光荣没有下雨,不然别说手掌相握取暖,就连身子也要勾缠到一起。待长夜尽,曙光来,林中鸟雀斗技,啼破堆积一宿的安宁。

旁人观美色,独他听其鸣,唱到“南山律律”,贰心口猛地一酸。

刁玉良猛地展开眼,大口喘气,额头一排密汗沿着鬓角狂流,明显是恶梦乍醒。他转动不得,左边是容落云,右边是霍临风,那二人的手臂搭在他身上,扣得密密匝匝。

忽来北风,从天落下一缕灰烟,他扬臂接住,发觉是一条帕子。干清干净,角落绣着一抹鹅黄秋色的白果叶,一嗅,萦着淡淡的蘅芜香,与一丝牛乳味儿。

容端雨又问:“要不要再探详情?”

容落云用气音说:“你逾矩了。”

容落云从袖中取出一块,对付地在唇上一沾,很舍不得。容端雨发笑,葱赤手指探出一张信条。

“蓼蓼者莪……哀哀父母……”唱的是《蓼莪》。

他道:“一副丫头样,厨房煮酸汤的姿色,弹甚么琵琶。”

到山脚,回堆栈该向北, 霍临风却定了定,朝着西边长河去了。

灵碧山耸入云端,夜间似有走兽安步,灵碧汤笼着浓浓黑夜,惟小瀑奔腾不休。春日犹寒,夹板中的碎石趋冷,水囊也逐步失了温度。

容端雨踱来斟酒:“公子想听甚么曲儿?”

刁玉良占着嘴,只尽情一仰脸。

跶跶的,不远处一队弟子巡值而来, 霍临传闻声翻至后山分开。冷桑山孤寒透黑, 略不留意便会磕绊,他却念念不忘地又将前情续上。

霍临风理亏,蓦地松了手,又用一声轻咳讳饰。紧贴一夜的手心湿漉漉的,暖出一层汗水,他随口转移重视:“四宫主,昨晚冷不冷?”

舫内云雨正酣,霍将军听得俊脸一红。“对不住了。”他默道,然后扯走一件外袍,穿好登陆,举头阔步地走入朝暮楼。

这时容落云问:“杜仲,你睡着了?”

莫非,那人真是容落云?

问话的女子乃朝暮楼花魁,容端雨,床边安坐的便是不凡宫二宫主,容落云。

楼中靡靡,楼外艳艳。

他蜷了蜷食指,意为挣扎,可指腹搔着人家的手心,挣扎变质为混闹。他动动唇唤句“杜仲”,却低得没发作声音,沉默着,拉锯着,相贴的两片手心变得很热、很湿。

霍临风初入风月场,扮作无情客,哪懂恁多?闻言久久不答,耳后模糊发烫。
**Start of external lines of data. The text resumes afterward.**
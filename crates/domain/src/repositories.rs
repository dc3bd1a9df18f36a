//! 领域仓储抽象
//!
//! 定义协调器动作存储的抽象接口，具体实现位于基础设施层

use async_trait::async_trait;
use coordinator_errors::CoordResult;

use crate::action_query_builder::ActionQuery;
use crate::entities::{CoordinatorAction, CoordinatorActionStatus};

/// 协调器动作仓储抽象
#[cfg_attr(test, mockall::automock)]
#[async_trait]
pub trait CoordinatorActionRepository: Send + Sync {
    async fn create(&self, action: &CoordinatorAction) -> CoordResult<CoordinatorAction>;
    async fn get_by_id(&self, id: &str) -> CoordResult<Option<CoordinatorAction>>;
    /// Status transition; also bumps `last_modified_time`
    async fn update_status(&self, id: &str, status: CoordinatorActionStatus) -> CoordResult<()>;
    /// Execute a structured action query in a single read
    async fn find_actions(&self, query: &ActionQuery) -> CoordResult<Vec<CoordinatorAction>>;
    async fn count_actions(&self, query: &ActionQuery) -> CoordResult<i64>;
}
嬷子经历老道,靠近小声问:“公子,莫非您想要小倌儿?”

恩客的?女人的?

他顿觉索然,问:“几时了?”

不知谁说:“快到卯时了。”

外头声色惑人,他悄悄的,像来错处所。一阵莲步忽至,藕臂排闼,暴露张祸国的脸来:“落云,何时到的?”

他倦了,燃尽纸条,漱口摘冠,散下三千青丝躺入床中。容端雨为他搭好丝被,又摸了摸他的脸颊:“睡罢,要热烈一宿呢,有事再唤你。”